== MATERIAL FOR THIS EXERCISE ==
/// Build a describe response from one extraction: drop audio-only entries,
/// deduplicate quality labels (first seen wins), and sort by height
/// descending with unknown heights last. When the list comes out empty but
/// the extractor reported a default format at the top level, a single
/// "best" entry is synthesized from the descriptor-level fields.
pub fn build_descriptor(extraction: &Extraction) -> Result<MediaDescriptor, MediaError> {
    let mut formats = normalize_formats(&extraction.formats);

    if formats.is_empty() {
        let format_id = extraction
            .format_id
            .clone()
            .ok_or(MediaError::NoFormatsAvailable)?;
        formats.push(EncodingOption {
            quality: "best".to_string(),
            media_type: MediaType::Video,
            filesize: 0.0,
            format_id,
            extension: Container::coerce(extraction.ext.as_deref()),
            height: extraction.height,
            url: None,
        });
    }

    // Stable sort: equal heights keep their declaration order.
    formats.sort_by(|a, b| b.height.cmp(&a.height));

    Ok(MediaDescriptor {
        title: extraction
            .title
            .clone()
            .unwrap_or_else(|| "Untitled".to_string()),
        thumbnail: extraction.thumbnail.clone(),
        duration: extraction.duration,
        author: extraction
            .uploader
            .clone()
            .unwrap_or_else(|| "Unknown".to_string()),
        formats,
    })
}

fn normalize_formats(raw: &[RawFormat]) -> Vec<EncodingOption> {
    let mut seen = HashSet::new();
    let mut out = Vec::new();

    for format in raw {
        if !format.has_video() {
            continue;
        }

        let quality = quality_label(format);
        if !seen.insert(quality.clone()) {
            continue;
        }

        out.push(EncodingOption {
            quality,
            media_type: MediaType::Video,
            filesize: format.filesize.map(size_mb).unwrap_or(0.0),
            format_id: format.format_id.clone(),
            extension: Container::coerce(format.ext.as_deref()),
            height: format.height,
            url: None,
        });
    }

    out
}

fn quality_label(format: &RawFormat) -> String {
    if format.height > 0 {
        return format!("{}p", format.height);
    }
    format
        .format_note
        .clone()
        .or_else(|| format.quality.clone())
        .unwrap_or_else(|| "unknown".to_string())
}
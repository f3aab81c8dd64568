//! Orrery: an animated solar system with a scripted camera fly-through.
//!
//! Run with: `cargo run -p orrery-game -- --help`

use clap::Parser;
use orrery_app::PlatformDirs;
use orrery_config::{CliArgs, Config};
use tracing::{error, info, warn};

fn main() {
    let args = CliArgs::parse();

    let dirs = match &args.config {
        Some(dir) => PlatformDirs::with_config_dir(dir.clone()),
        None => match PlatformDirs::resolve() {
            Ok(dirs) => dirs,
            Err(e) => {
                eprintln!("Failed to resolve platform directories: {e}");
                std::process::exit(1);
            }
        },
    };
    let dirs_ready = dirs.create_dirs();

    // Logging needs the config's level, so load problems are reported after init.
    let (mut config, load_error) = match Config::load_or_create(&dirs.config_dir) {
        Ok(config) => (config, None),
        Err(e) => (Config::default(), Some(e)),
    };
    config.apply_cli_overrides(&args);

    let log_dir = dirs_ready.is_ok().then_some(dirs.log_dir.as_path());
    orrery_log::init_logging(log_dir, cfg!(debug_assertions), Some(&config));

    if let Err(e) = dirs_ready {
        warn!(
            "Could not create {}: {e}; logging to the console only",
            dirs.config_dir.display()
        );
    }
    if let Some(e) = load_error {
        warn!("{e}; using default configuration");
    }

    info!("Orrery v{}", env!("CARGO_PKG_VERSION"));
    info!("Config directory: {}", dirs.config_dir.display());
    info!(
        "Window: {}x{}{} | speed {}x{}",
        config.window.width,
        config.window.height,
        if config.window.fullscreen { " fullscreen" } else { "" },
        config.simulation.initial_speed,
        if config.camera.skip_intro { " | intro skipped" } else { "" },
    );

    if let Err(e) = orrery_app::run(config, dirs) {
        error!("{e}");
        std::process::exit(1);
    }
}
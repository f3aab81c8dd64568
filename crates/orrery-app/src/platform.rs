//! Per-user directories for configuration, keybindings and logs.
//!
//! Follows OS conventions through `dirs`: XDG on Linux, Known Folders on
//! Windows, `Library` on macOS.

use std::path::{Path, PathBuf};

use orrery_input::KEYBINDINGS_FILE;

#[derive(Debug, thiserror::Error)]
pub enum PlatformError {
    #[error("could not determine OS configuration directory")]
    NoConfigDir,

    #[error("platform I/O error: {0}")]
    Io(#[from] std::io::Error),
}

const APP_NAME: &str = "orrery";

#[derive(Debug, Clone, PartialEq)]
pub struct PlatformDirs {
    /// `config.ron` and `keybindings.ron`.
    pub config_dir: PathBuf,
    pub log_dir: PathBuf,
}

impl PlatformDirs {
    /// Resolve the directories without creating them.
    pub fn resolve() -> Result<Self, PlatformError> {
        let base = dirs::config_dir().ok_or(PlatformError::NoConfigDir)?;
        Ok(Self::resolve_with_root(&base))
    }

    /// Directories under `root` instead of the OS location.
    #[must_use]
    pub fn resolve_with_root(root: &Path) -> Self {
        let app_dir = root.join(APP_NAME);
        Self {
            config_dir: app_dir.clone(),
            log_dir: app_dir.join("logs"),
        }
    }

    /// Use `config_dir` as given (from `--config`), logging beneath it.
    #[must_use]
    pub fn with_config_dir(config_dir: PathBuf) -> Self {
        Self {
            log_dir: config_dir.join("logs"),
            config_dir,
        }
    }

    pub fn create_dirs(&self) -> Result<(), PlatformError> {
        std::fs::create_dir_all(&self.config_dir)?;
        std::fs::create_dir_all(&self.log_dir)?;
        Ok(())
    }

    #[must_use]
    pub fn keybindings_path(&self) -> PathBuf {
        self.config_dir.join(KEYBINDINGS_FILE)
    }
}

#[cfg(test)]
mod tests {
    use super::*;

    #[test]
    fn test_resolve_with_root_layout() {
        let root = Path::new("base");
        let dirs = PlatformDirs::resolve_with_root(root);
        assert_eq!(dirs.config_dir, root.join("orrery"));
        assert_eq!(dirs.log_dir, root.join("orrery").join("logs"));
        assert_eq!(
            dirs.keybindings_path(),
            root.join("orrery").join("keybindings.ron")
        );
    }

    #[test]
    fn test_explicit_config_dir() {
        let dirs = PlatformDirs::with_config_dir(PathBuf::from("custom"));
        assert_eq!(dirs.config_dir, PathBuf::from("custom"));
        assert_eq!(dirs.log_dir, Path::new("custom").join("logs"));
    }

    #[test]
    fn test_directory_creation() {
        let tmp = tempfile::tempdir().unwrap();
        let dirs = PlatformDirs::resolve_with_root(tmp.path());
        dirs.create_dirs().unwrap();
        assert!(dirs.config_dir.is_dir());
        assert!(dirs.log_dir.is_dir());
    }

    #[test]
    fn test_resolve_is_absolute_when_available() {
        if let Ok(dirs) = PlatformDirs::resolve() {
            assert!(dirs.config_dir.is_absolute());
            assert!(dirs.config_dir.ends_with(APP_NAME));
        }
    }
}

== EXERCISE DESCRIPTION ==
Collect each line of the entries that has the word "Container", copying it in full.

== RESPONSE BOX ==
            extension: Container::coerce(extraction.ext.as_deref()),
            extension: Container::coerce(format.ext.as_deref()),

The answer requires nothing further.